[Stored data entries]

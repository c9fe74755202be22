use anyhow::{Context, Result};
use cxxgraph_ast::Extensions;
use cxxgraph_graph::{GraphConfig, GraphFormat};
use serde::{Deserialize, Serialize};
use std::fs;
use std::path::{Path, PathBuf};

/// Name of the configuration file picked up from the working directory
pub const DEFAULT_CONFIG_FILE: &str = "cxxgraph.toml";

/// Contents of `cxxgraph.toml`
#[derive(Debug, Clone, Default, PartialEq, Eq, Serialize, Deserialize)]
#[serde(default, deny_unknown_fields)]
pub struct FileConfig {
    pub graph: GraphSection,
    pub parser: ParserSection,
    pub output: OutputSection,
}

#[derive(Debug, Clone, Default, PartialEq, Eq, Serialize, Deserialize)]
#[serde(default, deny_unknown_fields)]
pub struct GraphSection {
    pub project_root: Option<PathBuf>,
    pub source_extensions: Option<Vec<String>>,
    pub header_extensions: Option<Vec<String>>,
}

#[derive(Debug, Clone, Default, PartialEq, Eq, Serialize, Deserialize)]
#[serde(default, deny_unknown_fields)]
pub struct ParserSection {
    pub include_dirs: Vec<PathBuf>,
}

#[derive(Debug, Clone, Default, PartialEq, Eq, Serialize, Deserialize)]
#[serde(default, deny_unknown_fields)]
pub struct OutputSection {
    pub format: Option<GraphFormat>,
}

impl FileConfig {
    pub fn load(path: &Path) -> Result<Self> {
        let text = fs::read_to_string(path)
            .with_context(|| format!("Failed to read config {}", path.display()))?;
        let config: Self =
            toml::from_str(&text).with_context(|| format!("Invalid config {}", path.display()))?;
        log::debug!("loaded config from {}", path.display());
        Ok(config)
    }

    /// Explicit file if given, else `cxxgraph.toml` in `cwd` when present,
    /// else defaults
    pub fn discover(explicit: Option<&Path>, cwd: &Path) -> Result<Self> {
        if let Some(path) = explicit {
            return Self::load(path);
        }
        let candidate = cwd.join(DEFAULT_CONFIG_FILE);
        if candidate.is_file() {
            Self::load(&candidate)
        } else {
            Ok(Self::default())
        }
    }

    /// Core configuration with `project_root` overridden by the command line
    pub fn graph_config(&self, base_dir: &Path, project_root: Option<&Path>) -> Result<GraphConfig> {
        let mut extensions = Extensions::default();
        if let Some(source) = &self.graph.source_extensions {
            extensions.source = source.clone();
        }
        if let Some(header) = &self.graph.header_extensions {
            extensions.header = header.clone();
        }

        let mut config = GraphConfig::default()
            .with_base_dir(base_dir)
            .with_extensions(extensions);
        config.project_root = project_root
            .map(Path::to_path_buf)
            .or_else(|| self.graph.project_root.clone());
        config.validate().context("Invalid graph configuration")?;
        Ok(config)
    }

    /// Include directories from the file followed by `extra`
    pub fn include_dirs(&self, extra: &[PathBuf]) -> Vec<PathBuf> {
        self.parser
            .include_dirs
            .iter()
            .chain(extra)
            .cloned()
            .collect()
    }
}
use petgraph::stable_graph::{NodeIndex, StableDiGraph};
use petgraph::visit::EdgeRef;
use petgraph::Direction;
use serde::{Deserialize, Serialize};
use std::collections::HashMap;
use std::fmt;

/// Coarse node classification.
///
/// Variants are ordered by strength: an existing node is only ever
/// replaced by a record of a stronger kind.
#[derive(Debug, Clone, Copy, PartialEq, Eq, PartialOrd, Ord, Hash, Serialize, Deserialize)]
#[serde(rename_all = "SCREAMING_SNAKE_CASE")]
pub enum NodeKind {
    /// Admitted declaration the classifier does not model (alias, enum, ...)
    Generic,
    /// Target of a call or type use seen only from a reference site
    Call,
    /// Namespace, class, struct or callable declaration
    Decl,
    /// Synthetic translation-unit root
    File,
}

impl NodeKind {
    pub const fn as_str(self) -> &'static str {
        match self {
            Self::Generic => "GENERIC",
            Self::Call => "CALL",
            Self::Decl => "DECL",
            Self::File => "FILE",
        }
    }
}

impl fmt::Display for NodeKind {
    fn fmt(&self, f: &mut fmt::Formatter<'_>) -> fmt::Result {
        f.write_str(self.as_str())
    }
}

/// Label carried by every edge
#[derive(Debug, Clone, Copy, PartialEq, Eq, Hash, Serialize, Deserialize)]
#[serde(rename_all = "snake_case")]
pub enum Relation {
    ContainsNamespace,
    ContainsClass,
    ContainsFunction,
    ContainsStruct,
    CallsFunction,
    CallsClassFunction,
    CallsClassConstructor,
    UsesCustomType,
    /// Admitted declaration of an unmodelled kind
    ContainsEntity,
}

impl Relation {
    pub const ALL: [Relation; 9] = [
        Self::ContainsNamespace,
        Self::ContainsClass,
        Self::ContainsFunction,
        Self::ContainsStruct,
        Self::CallsFunction,
        Self::CallsClassFunction,
        Self::CallsClassConstructor,
        Self::UsesCustomType,
        Self::ContainsEntity,
    ];

    pub const fn as_str(self) -> &'static str {
        match self {
            Self::ContainsNamespace => "contains_namespace",
            Self::ContainsClass => "contains_class",
            Self::ContainsFunction => "contains_function",
            Self::ContainsStruct => "contains_struct",
            Self::CallsFunction => "calls_function",
            Self::CallsClassFunction => "calls_class_function",
            Self::CallsClassConstructor => "calls_class_constructor",
            Self::UsesCustomType => "uses_custom_type",
            Self::ContainsEntity => "contains_entity",
        }
    }

    /// Any `calls_*` relation
    pub const fn is_call(self) -> bool {
        matches!(
            self,
            Self::CallsFunction | Self::CallsClassFunction | Self::CallsClassConstructor
        )
    }

    /// Any `contains_*` relation
    pub const fn is_containment(self) -> bool {
        matches!(
            self,
            Self::ContainsNamespace
                | Self::ContainsClass
                | Self::ContainsFunction
                | Self::ContainsStruct
                | Self::ContainsEntity
        )
    }

    pub fn parse(s: &str) -> Option<Self> {
        Self::ALL.into_iter().find(|r| r.as_str() == s)
    }
}

impl fmt::Display for Relation {
    fn fmt(&self, f: &mut fmt::Formatter<'_>) -> fmt::Result {
        f.write_str(self.as_str())
    }
}

/// Node in the code graph: the persisted attributes of one entity
#[derive(Debug, Clone, PartialEq, Eq, Serialize, Deserialize)]
pub struct GraphNode {
    /// Identity key (`<declaration_file>#<namespace_position>`)
    #[serde(rename = "id")]
    pub key: String,

    /// Display label, equal to the identity key
    pub label: String,

    pub declaration_file: String,
    pub start_line: u32,
    pub end_line: u32,
    pub column: u32,

    /// Qualified path without the file prefix; the merge key
    pub namespace_position: String,

    #[serde(rename = "node_type")]
    pub kind: NodeKind,
}

/// Edge in the code graph
#[derive(Debug, Clone, Copy, PartialEq, Eq, Serialize, Deserialize)]
pub struct GraphEdge {
    pub relation: Relation,
}

/// Flat, ordered copy of a graph
#[derive(Debug, Clone, PartialEq, Eq, Serialize, Deserialize)]
pub struct GraphSnapshot {
    pub nodes: Vec<GraphNode>,
    pub edges: Vec<EdgeRecord>,
}

#[derive(Debug, Clone, PartialEq, Eq, Serialize, Deserialize)]
pub struct EdgeRecord {
    pub source: String,
    pub target: String,
    pub relation: Relation,
}

/// Attributed symbol graph of one or more translation units
#[derive(Debug, Clone)]
pub struct CodeGraph {
    /// Directed graph (scope owner -> member or reference)
    pub graph: StableDiGraph<GraphNode, GraphEdge>,

    /// Identity key -> NodeIndex mapping for fast lookup
    pub key_index: HashMap<String, NodeIndex>,
}

impl CodeGraph {
    pub fn new() -> Self {
        Self {
            graph: StableDiGraph::new(),
            key_index: HashMap::new(),
        }
    }

    /// Insert a node, or upgrade the existing node with the same key when
    /// the new record has a stronger kind. Weaker records are ignored.
    pub fn upsert(&mut self, node: GraphNode) -> NodeIndex {
        if let Some(&idx) = self.key_index.get(&node.key) {
            if let Some(existing) = self.graph.node_weight_mut(idx) {
                if node.kind > existing.kind {
                    log::debug!("upgrading {} from {} to {}", node.key, existing.kind, node.kind);
                    *existing = node;
                }
            }
            return idx;
        }

        let key = node.key.clone();
        let idx = self.graph.add_node(node);
        self.key_index.insert(key, idx);
        idx
    }

    /// Add a labelled edge. Self-loops and repeats of an existing
    /// `(from, to, relation)` triple are no-ops; returns whether an edge was added.
    pub fn add_relation(&mut self, from: NodeIndex, to: NodeIndex, relation: Relation) -> bool {
        if from == to || self.has_edge(from, to, relation) {
            return false;
        }
        self.graph.add_edge(from, to, GraphEdge { relation });
        true
    }

    pub fn has_edge(&self, from: NodeIndex, to: NodeIndex, relation: Relation) -> bool {
        self.graph
            .edges(from)
            .any(|e| e.target() == to && e.weight().relation == relation)
    }

    /// Edge lookup by identity keys
    pub fn has_relation(&self, from: &str, to: &str, relation: Relation) -> bool {
        match (self.find_node(from), self.find_node(to)) {
            (Some(from), Some(to)) => self.has_edge(from, to, relation),
            _ => false,
        }
    }

    /// Find node by identity key
    pub fn find_node(&self, key: &str) -> Option<NodeIndex> {
        self.key_index.get(key).copied()
    }

    /// Get node data
    pub fn get_node(&self, idx: NodeIndex) -> Option<&GraphNode> {
        self.graph.node_weight(idx)
    }

    /// Node data by identity key
    pub fn node(&self, key: &str) -> Option<&GraphNode> {
        self.find_node(key).and_then(|idx| self.get_node(idx))
    }

    /// Get all nodes, in insertion order
    pub fn nodes(&self) -> impl Iterator<Item = (NodeIndex, &GraphNode)> {
        self.graph
            .node_indices()
            .filter_map(move |idx| self.graph.node_weight(idx).map(|node| (idx, node)))
    }

    /// Get all edges as `(source, target, relation)`
    pub fn edges(&self) -> impl Iterator<Item = (NodeIndex, NodeIndex, Relation)> + '_ {
        self.graph.edge_indices().filter_map(move |e| {
            let (source, target) = self.graph.edge_endpoints(e)?;
            Some((source, target, self.graph.edge_weight(e)?.relation))
        })
    }

    /// Edges touching `node` in the given direction, as `(other end, relation)`
    pub fn neighbours(&self, node: NodeIndex, direction: Direction) -> Vec<(NodeIndex, Relation)> {
        let mut out: Vec<_> = self
            .graph
            .edges_directed(node, direction)
            .map(|e| {
                let other = match direction {
                    Direction::Outgoing => e.target(),
                    Direction::Incoming => e.source(),
                };
                (other, e.weight().relation)
            })
            .collect();
        // petgraph yields the most recent edge first
        out.reverse();
        out
    }

    /// Remove a node together with its edges
    pub fn remove_node(&mut self, idx: NodeIndex) -> Option<GraphNode> {
        let node = self.graph.remove_node(idx)?;
        self.key_index.remove(&node.key);
        Some(node)
    }

    /// Get node count
    pub fn node_count(&self) -> usize {
        self.graph.node_count()
    }

    /// Get edge count
    pub fn edge_count(&self) -> usize {
        self.graph.edge_count()
    }

    pub fn is_empty(&self) -> bool {
        self.graph.node_count() == 0
    }

    /// Ordered copy of all nodes and edges
    pub fn snapshot(&self) -> GraphSnapshot {
        let nodes = self.nodes().map(|(_, node)| node.clone()).collect();
        let edges = self
            .edges()
            .filter_map(|(source, target, relation)| {
                Some(EdgeRecord {
                    source: self.get_node(source)?.key.clone(),
                    target: self.get_node(target)?.key.clone(),
                    relation,
                })
            })
            .collect();
        GraphSnapshot { nodes, edges }
    }
}

impl Default for CodeGraph {
    fn default() -> Self {
        Self::new()
    }
}

#[cfg(test)]
pub(crate) fn test_node(key: &str, kind: NodeKind) -> GraphNode {
    let (file, position) = key.split_once('#').unwrap_or((key, key));
    GraphNode {
        key: key.to_string(),
        label: key.to_string(),
        declaration_file: file.to_string(),
        start_line: 1,
        end_line: 1,
        column: 1,
        namespace_position: position.to_string(),
        kind,
    }
}

#[cfg(test)]
mod tests {
    use super::*;
    use pretty_assertions::assert_eq;

    #[test]
    fn kinds_are_ordered_by_strength() {
        assert!(NodeKind::Generic < NodeKind::Call);
        assert!(NodeKind::Call < NodeKind::Decl);
        assert!(NodeKind::Decl < NodeKind::File);
    }

    #[test]
    fn upsert_never_downgrades() {
        let mut graph = CodeGraph::new();
        let idx = graph.upsert(test_node("a.cpp#f()", NodeKind::Decl));
        let again = graph.upsert(test_node("a.cpp#f()", NodeKind::Call));
        assert_eq!(idx, again);
        assert_eq!(graph.node_count(), 1);
        assert_eq!(graph.get_node(idx).unwrap().kind, NodeKind::Decl);
    }

    #[test]
    fn upsert_upgrades_weaker_nodes() {
        let mut graph = CodeGraph::new();
        let idx = graph.upsert(test_node("a.cpp#f()", NodeKind::Call));
        graph.upsert(test_node("a.cpp#f()", NodeKind::Decl));
        assert_eq!(graph.get_node(idx).unwrap().kind, NodeKind::Decl);
    }

    #[test]
    fn relations_are_unique_and_never_loop() {
        let mut graph = CodeGraph::new();
        let a = graph.upsert(test_node("a.cpp#a", NodeKind::Decl));
        let b = graph.upsert(test_node("a.cpp#b", NodeKind::Decl));

        assert!(graph.add_relation(a, b, Relation::CallsFunction));
        assert!(!graph.add_relation(a, b, Relation::CallsFunction));
        assert!(graph.add_relation(a, b, Relation::UsesCustomType));
        assert!(!graph.add_relation(a, a, Relation::CallsFunction));
        assert_eq!(graph.edge_count(), 2);
        assert!(graph.has_relation("a.cpp#a", "a.cpp#b", Relation::UsesCustomType));
    }

    #[test]
    fn removing_a_node_drops_its_index_entry() {
        let mut graph = CodeGraph::new();
        let a = graph.upsert(test_node("a.cpp#a", NodeKind::Decl));
        let b = graph.upsert(test_node("a.cpp#b", NodeKind::Decl));
        graph.add_relation(a, b, Relation::ContainsFunction);

        assert!(graph.remove_node(b).is_some());
        assert_eq!(graph.find_node("a.cpp#b"), None);
        assert_eq!(graph.edge_count(), 0);
        // indices of the remaining nodes stay valid
        assert_eq!(graph.get_node(a).unwrap().key, "a.cpp#a");
    }

    #[test]
    fn relation_names_round_trip() {
        for relation in Relation::ALL {
            assert_eq!(Relation::parse(relation.as_str()), Some(relation));
            let json = serde_json::to_string(&relation).unwrap();
            assert_eq!(json, format!("\"{relation}\""));
        }
    }
}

→ Prompt: Repeat only what lies between the first line of the data and the line containing "let config: Self", both of those lines included, exactly as it stands.

→ Final answer:
repository c9fe74755202be22
use anyhow::{Context, Result};
use cxxgraph_ast::Extensions;
use cxxgraph_graph::{GraphConfig, GraphFormat};
use serde::{Deserialize, Serialize};
use std::fs;
use std::path::{Path, PathBuf};

/// Name of the configuration file picked up from the working directory
pub const DEFAULT_CONFIG_FILE: &str = "cxxgraph.toml";

/// Contents of `cxxgraph.toml`
#[derive(Debug, Clone, Default, PartialEq, Eq, Serialize, Deserialize)]
#[serde(default, deny_unknown_fields)]
pub struct FileConfig {
    pub graph: GraphSection,
    pub parser: ParserSection,
    pub output: OutputSection,
}

#[derive(Debug, Clone, Default, PartialEq, Eq, Serialize, Deserialize)]
#[serde(default, deny_unknown_fields)]
pub struct GraphSection {
    pub project_root: Option<PathBuf>,
    pub source_extensions: Option<Vec<String>>,
    pub header_extensions: Option<Vec<String>>,
}

#[derive(Debug, Clone, Default, PartialEq, Eq, Serialize, Deserialize)]
#[serde(default, deny_unknown_fields)]
pub struct ParserSection {
    pub include_dirs: Vec<PathBuf>,
}

#[derive(Debug, Clone, Default, PartialEq, Eq, Serialize, Deserialize)]
#[serde(default, deny_unknown_fields)]
pub struct OutputSection {
    pub format: Option<GraphFormat>,
}

impl FileConfig {
    pub fn load(path: &Path) -> Result<Self> {
        let text = fs::read_to_string(path)
            .with_context(|| format!("Failed to read config {}", path.display()))?;
        let config: Self =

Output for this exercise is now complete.